TASK TO COMPLETE >> Show each line of the entries below in which the word "their" appears.

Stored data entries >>
______________________________
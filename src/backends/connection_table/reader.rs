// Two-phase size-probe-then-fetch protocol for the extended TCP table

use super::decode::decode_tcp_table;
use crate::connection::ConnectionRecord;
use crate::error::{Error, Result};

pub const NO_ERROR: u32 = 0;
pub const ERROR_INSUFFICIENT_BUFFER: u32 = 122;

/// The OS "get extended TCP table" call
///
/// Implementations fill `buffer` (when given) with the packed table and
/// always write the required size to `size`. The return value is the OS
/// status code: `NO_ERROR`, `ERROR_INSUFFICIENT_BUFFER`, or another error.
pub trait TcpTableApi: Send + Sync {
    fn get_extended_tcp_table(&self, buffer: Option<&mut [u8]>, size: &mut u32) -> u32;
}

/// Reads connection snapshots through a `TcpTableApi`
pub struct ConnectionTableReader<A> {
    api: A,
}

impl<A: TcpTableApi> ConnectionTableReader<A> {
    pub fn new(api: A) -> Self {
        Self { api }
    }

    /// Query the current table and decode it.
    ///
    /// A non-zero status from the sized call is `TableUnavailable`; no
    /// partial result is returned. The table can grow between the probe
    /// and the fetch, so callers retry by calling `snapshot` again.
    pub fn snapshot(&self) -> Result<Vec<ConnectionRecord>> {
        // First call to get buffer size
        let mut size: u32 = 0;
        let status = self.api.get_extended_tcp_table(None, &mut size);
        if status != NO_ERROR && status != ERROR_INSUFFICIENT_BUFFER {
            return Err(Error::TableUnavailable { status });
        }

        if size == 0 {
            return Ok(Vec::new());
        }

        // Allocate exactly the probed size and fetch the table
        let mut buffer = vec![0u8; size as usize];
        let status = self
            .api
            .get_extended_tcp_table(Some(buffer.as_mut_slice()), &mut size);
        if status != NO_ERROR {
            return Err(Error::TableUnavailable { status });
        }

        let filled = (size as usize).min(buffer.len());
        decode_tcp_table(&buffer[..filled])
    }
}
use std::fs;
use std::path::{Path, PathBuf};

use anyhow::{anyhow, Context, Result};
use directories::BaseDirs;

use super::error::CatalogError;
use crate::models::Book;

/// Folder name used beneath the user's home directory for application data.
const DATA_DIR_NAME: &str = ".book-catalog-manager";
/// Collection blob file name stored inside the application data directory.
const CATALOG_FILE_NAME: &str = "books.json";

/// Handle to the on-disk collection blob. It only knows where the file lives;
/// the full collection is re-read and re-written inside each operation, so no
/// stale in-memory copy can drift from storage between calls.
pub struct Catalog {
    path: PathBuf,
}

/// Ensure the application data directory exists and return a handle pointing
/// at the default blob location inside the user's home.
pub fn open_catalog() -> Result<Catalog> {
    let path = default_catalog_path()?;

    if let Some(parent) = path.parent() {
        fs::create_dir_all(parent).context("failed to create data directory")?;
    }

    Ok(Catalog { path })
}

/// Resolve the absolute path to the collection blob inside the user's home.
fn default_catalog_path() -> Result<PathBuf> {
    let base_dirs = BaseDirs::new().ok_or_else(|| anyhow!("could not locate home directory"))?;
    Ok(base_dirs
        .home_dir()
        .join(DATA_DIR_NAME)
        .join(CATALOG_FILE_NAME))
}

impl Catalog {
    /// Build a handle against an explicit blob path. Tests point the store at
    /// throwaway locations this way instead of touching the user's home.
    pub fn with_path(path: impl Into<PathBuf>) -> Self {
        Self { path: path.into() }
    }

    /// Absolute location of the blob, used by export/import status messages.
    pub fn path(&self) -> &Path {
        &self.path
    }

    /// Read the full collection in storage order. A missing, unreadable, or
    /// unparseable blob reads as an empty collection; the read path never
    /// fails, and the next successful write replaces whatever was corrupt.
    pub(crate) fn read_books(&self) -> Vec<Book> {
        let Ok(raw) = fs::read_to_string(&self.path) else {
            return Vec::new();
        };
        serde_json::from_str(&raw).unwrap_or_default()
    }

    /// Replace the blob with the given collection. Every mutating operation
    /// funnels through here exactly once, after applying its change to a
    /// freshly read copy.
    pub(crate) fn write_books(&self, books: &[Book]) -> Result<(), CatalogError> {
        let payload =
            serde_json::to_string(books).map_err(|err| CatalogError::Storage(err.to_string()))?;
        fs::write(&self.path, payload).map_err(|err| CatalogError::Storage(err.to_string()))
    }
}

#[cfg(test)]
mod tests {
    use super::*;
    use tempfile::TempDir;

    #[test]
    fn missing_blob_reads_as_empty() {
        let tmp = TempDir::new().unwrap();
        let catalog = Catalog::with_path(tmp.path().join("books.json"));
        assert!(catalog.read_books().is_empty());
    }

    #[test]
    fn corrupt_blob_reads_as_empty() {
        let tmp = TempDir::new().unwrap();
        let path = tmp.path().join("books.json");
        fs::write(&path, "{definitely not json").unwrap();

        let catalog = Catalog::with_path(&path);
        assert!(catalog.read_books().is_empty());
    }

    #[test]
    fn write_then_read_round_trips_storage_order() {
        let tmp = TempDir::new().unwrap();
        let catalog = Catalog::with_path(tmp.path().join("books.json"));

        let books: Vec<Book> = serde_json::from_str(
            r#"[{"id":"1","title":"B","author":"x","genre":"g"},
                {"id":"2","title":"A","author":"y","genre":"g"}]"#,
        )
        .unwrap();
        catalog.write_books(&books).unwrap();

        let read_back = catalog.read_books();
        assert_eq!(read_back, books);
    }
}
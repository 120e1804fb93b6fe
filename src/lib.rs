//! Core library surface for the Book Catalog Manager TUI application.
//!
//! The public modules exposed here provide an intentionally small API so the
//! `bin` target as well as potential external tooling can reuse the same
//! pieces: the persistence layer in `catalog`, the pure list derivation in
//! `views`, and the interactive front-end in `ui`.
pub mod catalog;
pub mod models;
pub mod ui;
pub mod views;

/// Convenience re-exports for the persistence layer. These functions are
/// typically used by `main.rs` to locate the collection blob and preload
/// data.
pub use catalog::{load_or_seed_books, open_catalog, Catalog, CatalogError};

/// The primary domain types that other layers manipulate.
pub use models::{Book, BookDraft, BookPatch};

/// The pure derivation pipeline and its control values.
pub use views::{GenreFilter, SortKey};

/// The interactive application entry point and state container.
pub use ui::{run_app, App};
______________________________
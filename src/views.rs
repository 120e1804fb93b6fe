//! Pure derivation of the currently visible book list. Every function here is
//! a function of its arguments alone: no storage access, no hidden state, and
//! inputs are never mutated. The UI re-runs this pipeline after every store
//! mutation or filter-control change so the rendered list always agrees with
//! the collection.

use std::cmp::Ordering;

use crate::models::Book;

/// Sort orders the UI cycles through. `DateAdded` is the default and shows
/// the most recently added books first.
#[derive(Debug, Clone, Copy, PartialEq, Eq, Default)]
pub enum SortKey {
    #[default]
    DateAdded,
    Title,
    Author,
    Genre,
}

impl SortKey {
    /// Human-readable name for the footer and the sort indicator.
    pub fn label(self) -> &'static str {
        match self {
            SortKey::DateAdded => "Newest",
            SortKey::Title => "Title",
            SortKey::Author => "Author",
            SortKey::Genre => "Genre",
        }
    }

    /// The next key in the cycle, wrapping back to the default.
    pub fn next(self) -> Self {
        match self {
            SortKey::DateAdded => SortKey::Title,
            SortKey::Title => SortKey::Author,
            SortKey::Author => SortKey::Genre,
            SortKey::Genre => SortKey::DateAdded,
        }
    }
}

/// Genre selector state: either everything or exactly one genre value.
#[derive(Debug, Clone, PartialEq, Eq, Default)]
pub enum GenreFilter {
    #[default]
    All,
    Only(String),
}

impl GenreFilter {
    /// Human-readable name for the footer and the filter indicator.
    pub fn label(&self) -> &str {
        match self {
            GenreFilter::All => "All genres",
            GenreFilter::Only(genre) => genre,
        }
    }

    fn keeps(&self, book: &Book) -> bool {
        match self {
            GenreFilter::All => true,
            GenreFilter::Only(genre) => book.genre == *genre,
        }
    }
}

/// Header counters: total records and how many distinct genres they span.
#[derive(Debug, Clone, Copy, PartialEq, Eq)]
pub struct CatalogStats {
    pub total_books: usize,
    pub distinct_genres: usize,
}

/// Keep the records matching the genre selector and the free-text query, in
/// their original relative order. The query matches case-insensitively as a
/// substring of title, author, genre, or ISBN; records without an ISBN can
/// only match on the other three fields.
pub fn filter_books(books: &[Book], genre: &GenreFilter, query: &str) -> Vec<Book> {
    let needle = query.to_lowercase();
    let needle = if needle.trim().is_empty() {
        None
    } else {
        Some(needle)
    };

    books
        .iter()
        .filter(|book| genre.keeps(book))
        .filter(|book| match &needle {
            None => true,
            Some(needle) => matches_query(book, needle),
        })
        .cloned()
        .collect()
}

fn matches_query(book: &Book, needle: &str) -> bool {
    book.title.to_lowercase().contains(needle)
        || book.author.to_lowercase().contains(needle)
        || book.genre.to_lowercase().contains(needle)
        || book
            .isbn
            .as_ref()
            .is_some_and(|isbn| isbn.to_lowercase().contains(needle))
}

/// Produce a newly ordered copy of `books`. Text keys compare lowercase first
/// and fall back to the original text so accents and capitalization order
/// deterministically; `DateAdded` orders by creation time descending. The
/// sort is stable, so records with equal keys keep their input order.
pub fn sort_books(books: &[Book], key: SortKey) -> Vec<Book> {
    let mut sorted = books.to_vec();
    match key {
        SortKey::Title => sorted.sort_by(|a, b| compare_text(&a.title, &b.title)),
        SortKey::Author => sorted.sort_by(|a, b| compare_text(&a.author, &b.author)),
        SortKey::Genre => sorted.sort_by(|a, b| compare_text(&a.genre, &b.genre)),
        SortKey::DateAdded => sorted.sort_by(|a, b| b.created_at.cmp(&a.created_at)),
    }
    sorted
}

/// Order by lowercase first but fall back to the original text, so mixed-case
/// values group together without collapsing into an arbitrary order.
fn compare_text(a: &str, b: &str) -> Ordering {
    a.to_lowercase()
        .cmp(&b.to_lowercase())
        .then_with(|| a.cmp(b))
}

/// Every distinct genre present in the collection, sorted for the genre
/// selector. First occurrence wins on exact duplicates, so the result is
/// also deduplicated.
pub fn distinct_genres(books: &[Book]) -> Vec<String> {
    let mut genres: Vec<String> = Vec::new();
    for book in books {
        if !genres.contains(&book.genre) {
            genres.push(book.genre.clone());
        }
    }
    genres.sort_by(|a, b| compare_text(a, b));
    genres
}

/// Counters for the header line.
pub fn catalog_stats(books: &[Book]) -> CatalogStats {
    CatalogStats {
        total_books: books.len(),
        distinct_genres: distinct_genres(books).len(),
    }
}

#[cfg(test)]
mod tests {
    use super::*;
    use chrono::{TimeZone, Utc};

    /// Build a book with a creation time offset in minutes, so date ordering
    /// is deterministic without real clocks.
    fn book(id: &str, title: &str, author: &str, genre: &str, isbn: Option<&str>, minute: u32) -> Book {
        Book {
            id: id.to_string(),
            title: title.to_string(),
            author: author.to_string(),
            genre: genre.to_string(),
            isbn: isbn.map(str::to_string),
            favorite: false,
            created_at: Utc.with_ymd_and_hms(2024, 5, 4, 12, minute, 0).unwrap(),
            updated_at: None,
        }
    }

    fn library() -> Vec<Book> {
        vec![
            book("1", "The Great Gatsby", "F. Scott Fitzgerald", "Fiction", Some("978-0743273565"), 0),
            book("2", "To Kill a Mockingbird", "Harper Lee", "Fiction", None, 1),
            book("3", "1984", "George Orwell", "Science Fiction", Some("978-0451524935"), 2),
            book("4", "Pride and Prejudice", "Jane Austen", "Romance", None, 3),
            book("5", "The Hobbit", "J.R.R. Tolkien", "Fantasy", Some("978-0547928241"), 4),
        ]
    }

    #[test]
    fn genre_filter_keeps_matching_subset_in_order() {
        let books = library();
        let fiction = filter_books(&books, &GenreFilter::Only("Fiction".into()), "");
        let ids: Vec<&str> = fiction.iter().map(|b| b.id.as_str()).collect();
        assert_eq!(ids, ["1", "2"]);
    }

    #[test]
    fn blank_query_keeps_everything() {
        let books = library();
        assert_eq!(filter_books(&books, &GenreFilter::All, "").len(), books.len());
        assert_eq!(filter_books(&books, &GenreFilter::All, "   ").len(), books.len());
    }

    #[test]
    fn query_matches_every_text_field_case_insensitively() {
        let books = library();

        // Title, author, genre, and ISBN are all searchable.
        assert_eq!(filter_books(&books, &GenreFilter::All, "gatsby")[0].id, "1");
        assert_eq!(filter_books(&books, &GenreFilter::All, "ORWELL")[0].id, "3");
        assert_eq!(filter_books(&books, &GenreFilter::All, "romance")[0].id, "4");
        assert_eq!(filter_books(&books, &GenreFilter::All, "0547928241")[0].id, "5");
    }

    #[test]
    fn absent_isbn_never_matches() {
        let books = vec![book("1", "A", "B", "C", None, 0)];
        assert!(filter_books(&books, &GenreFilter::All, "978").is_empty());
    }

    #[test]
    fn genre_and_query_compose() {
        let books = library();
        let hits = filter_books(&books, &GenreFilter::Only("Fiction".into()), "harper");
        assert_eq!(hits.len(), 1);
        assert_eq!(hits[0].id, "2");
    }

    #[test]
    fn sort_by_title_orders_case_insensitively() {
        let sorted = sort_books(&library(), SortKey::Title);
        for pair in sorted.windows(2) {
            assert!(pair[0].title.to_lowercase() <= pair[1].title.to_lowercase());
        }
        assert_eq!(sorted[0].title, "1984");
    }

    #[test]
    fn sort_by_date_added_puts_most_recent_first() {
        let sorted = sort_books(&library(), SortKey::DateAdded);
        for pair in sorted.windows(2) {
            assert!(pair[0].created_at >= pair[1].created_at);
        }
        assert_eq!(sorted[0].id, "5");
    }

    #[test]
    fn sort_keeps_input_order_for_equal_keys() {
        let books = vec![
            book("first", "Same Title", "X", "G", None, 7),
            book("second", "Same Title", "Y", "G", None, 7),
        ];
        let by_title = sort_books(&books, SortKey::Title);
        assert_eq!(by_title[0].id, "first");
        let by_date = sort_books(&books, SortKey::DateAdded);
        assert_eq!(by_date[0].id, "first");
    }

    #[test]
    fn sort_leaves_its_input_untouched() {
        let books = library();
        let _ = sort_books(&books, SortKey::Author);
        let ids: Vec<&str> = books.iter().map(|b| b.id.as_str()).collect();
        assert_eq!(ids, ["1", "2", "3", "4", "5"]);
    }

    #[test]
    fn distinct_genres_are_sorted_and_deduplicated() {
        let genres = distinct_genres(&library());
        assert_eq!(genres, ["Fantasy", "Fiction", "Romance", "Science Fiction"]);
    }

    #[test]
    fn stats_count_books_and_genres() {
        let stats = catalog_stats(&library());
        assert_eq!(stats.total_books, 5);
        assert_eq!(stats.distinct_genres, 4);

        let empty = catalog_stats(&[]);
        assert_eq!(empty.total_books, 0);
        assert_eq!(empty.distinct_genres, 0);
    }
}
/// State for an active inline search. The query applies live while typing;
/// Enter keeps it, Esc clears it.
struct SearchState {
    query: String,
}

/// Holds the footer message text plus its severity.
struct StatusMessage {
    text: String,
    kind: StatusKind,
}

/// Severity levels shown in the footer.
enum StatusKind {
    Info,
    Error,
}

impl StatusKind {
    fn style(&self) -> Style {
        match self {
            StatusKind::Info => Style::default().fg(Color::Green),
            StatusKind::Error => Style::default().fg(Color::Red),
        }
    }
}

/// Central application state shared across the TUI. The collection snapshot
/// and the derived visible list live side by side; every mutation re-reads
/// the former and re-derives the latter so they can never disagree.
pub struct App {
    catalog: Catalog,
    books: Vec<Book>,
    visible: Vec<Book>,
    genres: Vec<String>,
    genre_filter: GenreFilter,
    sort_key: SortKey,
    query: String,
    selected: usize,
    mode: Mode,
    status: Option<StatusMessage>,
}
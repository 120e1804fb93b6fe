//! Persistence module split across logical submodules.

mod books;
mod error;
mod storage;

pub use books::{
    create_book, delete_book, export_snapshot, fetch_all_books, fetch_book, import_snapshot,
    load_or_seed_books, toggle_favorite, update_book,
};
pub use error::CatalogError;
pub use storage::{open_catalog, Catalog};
______________________________
ANSWER TO THIS TASK >>
/// their original relative order. The query matches case-insensitively as a
/// sort is stable, so records with equal keys keep their input order.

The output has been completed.